> _What you will do_
In the listing below, find the line with "bold text run." and the line with "pub fn code(text: impl". Repeat those two lines and all lines between them exactly.

*** Excerpted data ***

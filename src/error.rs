//! Error types for mdocx library.

use serde::{Deserialize, Serialize};
use std::io;
use std::path::PathBuf;
use thiserror::Error;

/// Result type alias for mdocx operations.
pub type Result<T> = std::result::Result<T, Error>;

/// Error types that can occur during conversion.
#[derive(Error, Debug)]
pub enum Error {
    /// I/O error when reading or writing files.
    #[error("I/O error: {0}")]
    Io(#[from] io::Error),

    /// The Word package (zip container) could not be read or written.
    #[error("Word package error: {0}")]
    Package(#[from] zip::result::ZipError),

    /// A package part is not well-formed XML.
    #[error("XML error: {0}")]
    Xml(#[from] roxmltree::Error),

    /// JSON (de)serialization failed.
    #[error("JSON error: {0}")]
    Json(#[from] serde_json::Error),

    /// The input is neither Markdown nor a Word document.
    #[error("Unsupported format: {0}")]
    UnsupportedFormat(String),

    /// The external conversion tool is not installed or not configured.
    #[error("External tool unavailable: {0}")]
    ExternalToolUnavailable(String),

    /// The external conversion tool ran but did not produce usable output.
    #[error("External tool failed: {0}")]
    ExternalToolFailed(String),

    /// The built-in codecs could not convert the input.
    #[error("Conversion failed: {0}")]
    BuiltinConversionFailed(String),

    /// An artifact or ledger entry could not be written.
    #[error("Failed to persist {}: {source}", path.display())]
    PersistenceFailed {
        /// Destination that could not be written
        path: PathBuf,
        /// Underlying I/O error
        #[source]
        source: io::Error,
    },

    /// No version with this sequence number exists in the lineage.
    #[error("Version {sequence} not found in lineage '{lineage}'")]
    VersionNotFound {
        /// Lineage name
        lineage: String,
        /// Requested sequence number
        sequence: u32,
    },

    /// Lineage name is empty or cannot be used as a directory name.
    #[error("Invalid lineage name: {0:?}")]
    InvalidLineage(String),

    /// Generic error with message.
    #[error("{0}")]
    Other(String),
}

impl Error {
    /// Wrap an I/O error raised while writing `path`.
    pub fn persistence(path: impl Into<PathBuf>, source: io::Error) -> Self {
        Error::PersistenceFailed {
            path: path.into(),
            source,
        }
    }

    /// Whether the error aborts a conversion outright.
    ///
    /// External tool errors are not fatal: the pipeline falls back to the
    /// built-in codecs when it sees them.
    pub fn is_fatal(&self) -> bool {
        !matches!(
            self,
            Error::ExternalToolUnavailable(_) | Error::ExternalToolFailed(_)
        )
    }

    /// Diagnostic kind recorded when a non-fatal error is absorbed.
    pub fn diagnostic_kind(&self) -> Option<DiagnosticKind> {
        match self {
            Error::ExternalToolUnavailable(_) => Some(DiagnosticKind::ExternalToolUnavailable),
            Error::ExternalToolFailed(_) => Some(DiagnosticKind::ExternalToolFailed),
            _ => None,
        }
    }
}

/// Kind of a non-fatal problem reported alongside a successful result.
#[derive(Debug, Clone, Copy, PartialEq, Eq, Hash, Serialize, Deserialize)]
#[serde(rename_all = "snake_case")]
pub enum DiagnosticKind {
    /// Unrecognized syntax fell back to plain text.
    ParseDegraded,
    /// A media reference could not be resolved.
    MediaMissing,
    /// A media reference points to a file type that cannot be embedded.
    MediaUnsupported,
    /// The external tool was not available; the built-in path was used.
    ExternalToolUnavailable,
    /// The external tool failed; the built-in path was used.
    ExternalToolFailed,
}

impl std::fmt::Display for DiagnosticKind {
    fn fmt(&self, f: &mut std::fmt::Formatter<'_>) -> std::fmt::Result {
        let name = match self {
            DiagnosticKind::ParseDegraded => "parse-degraded",
            DiagnosticKind::MediaMissing => "missing-media",
            DiagnosticKind::MediaUnsupported => "unsupported-media",
            DiagnosticKind::ExternalToolUnavailable => "external-tool-unavailable",
            DiagnosticKind::ExternalToolFailed => "external-tool-failed",
        };
        f.write_str(name)
    }
}

/// A non-fatal problem, optionally attached to a block by index.
#[derive(Debug, Clone, PartialEq, Eq, Serialize, Deserialize)]
pub struct Diagnostic {
    /// What went wrong
    pub kind: DiagnosticKind,

    /// Index of the affected block in the document, if any
    pub block: Option<usize>,

    /// Human-readable detail
    pub message: String,
}

impl Diagnostic {
    /// Create a diagnostic that is not tied to a block.
    pub fn new(kind: DiagnosticKind, message: impl Into<String>) -> Self {
        Self {
            kind,
            block: None,
            message: message.into(),
        }
    }

    /// Attach the diagnostic to a block.
    pub fn at_block(mut self, index: usize) -> Self {
        self.block = Some(index);
        self
    }

    /// Build the diagnostic recorded for an absorbed external tool error.
    pub fn from_error(err: &Error) -> Option<Self> {
        err.diagnostic_kind()
            .map(|kind| Diagnostic::new(kind, err.to_string()))
    }
}

impl std::fmt::Display for Diagnostic {
    fn fmt(&self, f: &mut std::fmt::Formatter<'_>) -> std::fmt::Result {
        match self.block {
            Some(index) => write!(f, "[{}] block {}: {}", self.kind, index, self.message),
            None => write!(f, "[{}] {}", self.kind, self.message),
        }
    }
}

#[cfg(test)]
mod tests {
    use super::*;

    #[test]
    fn test_error_display() {
        let err = Error::VersionNotFound {
            lineage: "report".to_string(),
            sequence: 4,
        };
        assert_eq!(err.to_string(), "Version 4 not found in lineage 'report'");

        let err = Error::persistence(
            "out/report.docx",
            io::Error::new(io::ErrorKind::PermissionDenied, "denied"),
        );
        assert!(err.to_string().starts_with("Failed to persist out/report.docx"));
    }

    #[test]
    fn test_io_error_conversion() {
        let io_err = io::Error::new(io::ErrorKind::NotFound, "file not found");
        let err: Error = io_err.into();
        assert!(matches!(err, Error::Io(_)));
    }

    #[test]
    fn test_fatal_classification() {
        assert!(!Error::ExternalToolUnavailable("pandoc".into()).is_fatal());
        assert!(!Error::ExternalToolFailed("exit 1".into()).is_fatal());
        assert!(Error::BuiltinConversionFailed("bad".into()).is_fatal());
        assert!(Error::Other("x".into()).is_fatal());
    }

    #[test]
    fn test_diagnostic_from_error() {
        let diag = Diagnostic::from_error(&Error::ExternalToolFailed("exit 2".into())).unwrap();
        assert_eq!(diag.kind, DiagnosticKind::ExternalToolFailed);
        assert!(diag.block.is_none());

        assert!(Diagnostic::from_error(&Error::Other("x".into())).is_none());
    }

    #[test]
    fn test_diagnostic_display() {
        let diag = Diagnostic::new(DiagnosticKind::MediaMissing, "img.png not found").at_block(3);
        assert_eq!(diag.to_string(), "[missing-media] block 3: img.png not found");
    }
}
//! Styled text runs.

use serde::{Deserialize, Serialize};

/// A run of text with consistent styling.
#[derive(Debug, Clone, PartialEq, Eq, Serialize, Deserialize)]
pub struct TextRun {
    /// The text content
    pub text: String,

    /// Emphasis flags
    #[serde(default, skip_serializing_if = "TextStyle::is_plain")]
    pub style: TextStyle,

    /// Link target, if the run is part of a hyperlink
    #[serde(default, skip_serializing_if = "Option::is_none")]
    pub link: Option<String>,
}

impl TextRun {
    /// Create a new text run with default style.
    pub fn new(text: impl Into<String>) -> Self {
        Self {
            text: text.into(),
            style: TextStyle::default(),
            link: None,
        }
    }

    /// Create a run with the given style.
    pub fn styled(text: impl Into<String>, style: TextStyle) -> Self {
        Self {
            text: text.into(),
            style,
            link: None,
        }
    }

    /// Create a bold text run.
    pub fn bold(text: impl Into<String>) -> Self {
        Self::styled(text, TextStyle::BOLD)
    }

    /// Create an italic text run.
    pub fn italic(text: impl Into<String>) -> Self {
        Self::styled(text, TextStyle::ITALIC)
    }

    /// Create an inline code run.
    pub fn code(text: impl Into<String>) -> Self {
        Self::styled(text, TextStyle::CODE)
    }

    /// Set the link target and return self.
    pub fn with_link(mut self, target: impl Into<String>) -> Self {
        self.link = Some(target.into());
        self
    }

    /// Check if this run is empty.
    pub fn is_empty(&self) -> bool {
        self.text.is_empty()
    }

    /// Whether `other` can be merged into this run without changing meaning.
    pub fn same_format(&self, other: &TextRun) -> bool {
        self.style == other.style && self.link == other.link
    }
}

/// Emphasis flags of a run.
#[derive(Debug, Clone, Copy, Default, PartialEq, Eq, Hash, Serialize, Deserialize)]
pub struct TextStyle {
    /// Bold text
    #[serde(default)]
    pub bold: bool,

    /// Italic text
    #[serde(default)]
    pub italic: bool,

    /// Inline code (monospace)
    #[serde(default)]
    pub code: bool,
}

impl TextStyle {
    /// No emphasis.
    pub const PLAIN: TextStyle = TextStyle {
        bold: false,
        italic: false,
        code: false,
    };

    /// Bold only.
    pub const BOLD: TextStyle = TextStyle {
        bold: true,
        italic: false,
        code: false,
    };

    /// Italic only.
    pub const ITALIC: TextStyle = TextStyle {
        bold: false,
        italic: true,
        code: false,
    };

    /// Inline code only.
    pub const CODE: TextStyle = TextStyle {
        bold: false,
        italic: false,
        code: true,
    };

    /// Check if any styling is applied.
    pub fn has_styling(&self) -> bool {
        self.bold || self.italic || self.code
    }

    /// Inverse of [`has_styling`](Self::has_styling).
    pub fn is_plain(&self) -> bool {
        !self.has_styling()
    }
}

/// Concatenate the text of a run sequence.
pub fn plain_text(runs: &[TextRun]) -> String {
    runs.iter().map(|r| r.text.as_str()).collect()
}

/// Merge adjacent runs with identical formatting and drop empty runs.
pub fn coalesce_runs(runs: Vec<TextRun>) -> Vec<TextRun> {
    let mut merged: Vec<TextRun> = Vec::with_capacity(runs.len());
    for run in runs {
        if run.is_empty() {
            continue;
        }
        match merged.last_mut() {
            Some(last) if last.same_format(&run) => last.text.push_str(&run.text),
            _ => merged.push(run),
        }
    }
    merged
}

/// Remove control characters from run text.
///
/// Tabs survive; line breaks become spaces since a run lives on one line.
pub fn sanitize_text(text: &str) -> String {
    text.chars()
        .filter_map(|c| match c {
            '\t' => Some(c),
            '\n' | '\r' => Some(' '),
            c if c.is_control() => None,
            c => Some(c),
        })
        .collect()
}

#[cfg(test)]
mod tests {
    use super::*;

    #[test]
    fn test_plain_text() {
        let runs = vec![
            TextRun::new("Hello "),
            TextRun::bold("world"),
            TextRun::new("!"),
        ];
        assert_eq!(plain_text(&runs), "Hello world!");
    }

    #[test]
    fn test_coalesce_runs() {
        let runs = vec![
            TextRun::new("a"),
            TextRun::new("b"),
            TextRun::bold("c"),
            TextRun::new(""),
            TextRun::bold("d"),
            TextRun::new("e").with_link("https://x"),
        ];
        let merged = coalesce_runs(runs);
        assert_eq!(
            merged,
            vec![
                TextRun::new("ab"),
                TextRun::bold("cd"),
                TextRun::new("e").with_link("https://x"),
            ]
        );
    }

    #[test]
    fn test_text_style() {
        assert!(!TextStyle::default().has_styling());
        assert!(TextStyle::BOLD.has_styling());
        assert!(TextStyle::PLAIN.is_plain());
    }

    #[test]
    fn test_sanitize_text() {
        assert_eq!(sanitize_text("a\u{0007}b\tc\nd"), "ab\tc d");
    }
}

***

> _Task solution_
    /// Create a bold text run.
    pub fn bold(text: impl Into<String>) -> Self {
        Self::styled(text, TextStyle::BOLD)
    }

    /// Create an italic text run.
    pub fn italic(text: impl Into<String>) -> Self {
        Self::styled(text, TextStyle::ITALIC)
    }

    /// Create an inline code run.
    pub fn code(text: impl Into<String>) -> Self {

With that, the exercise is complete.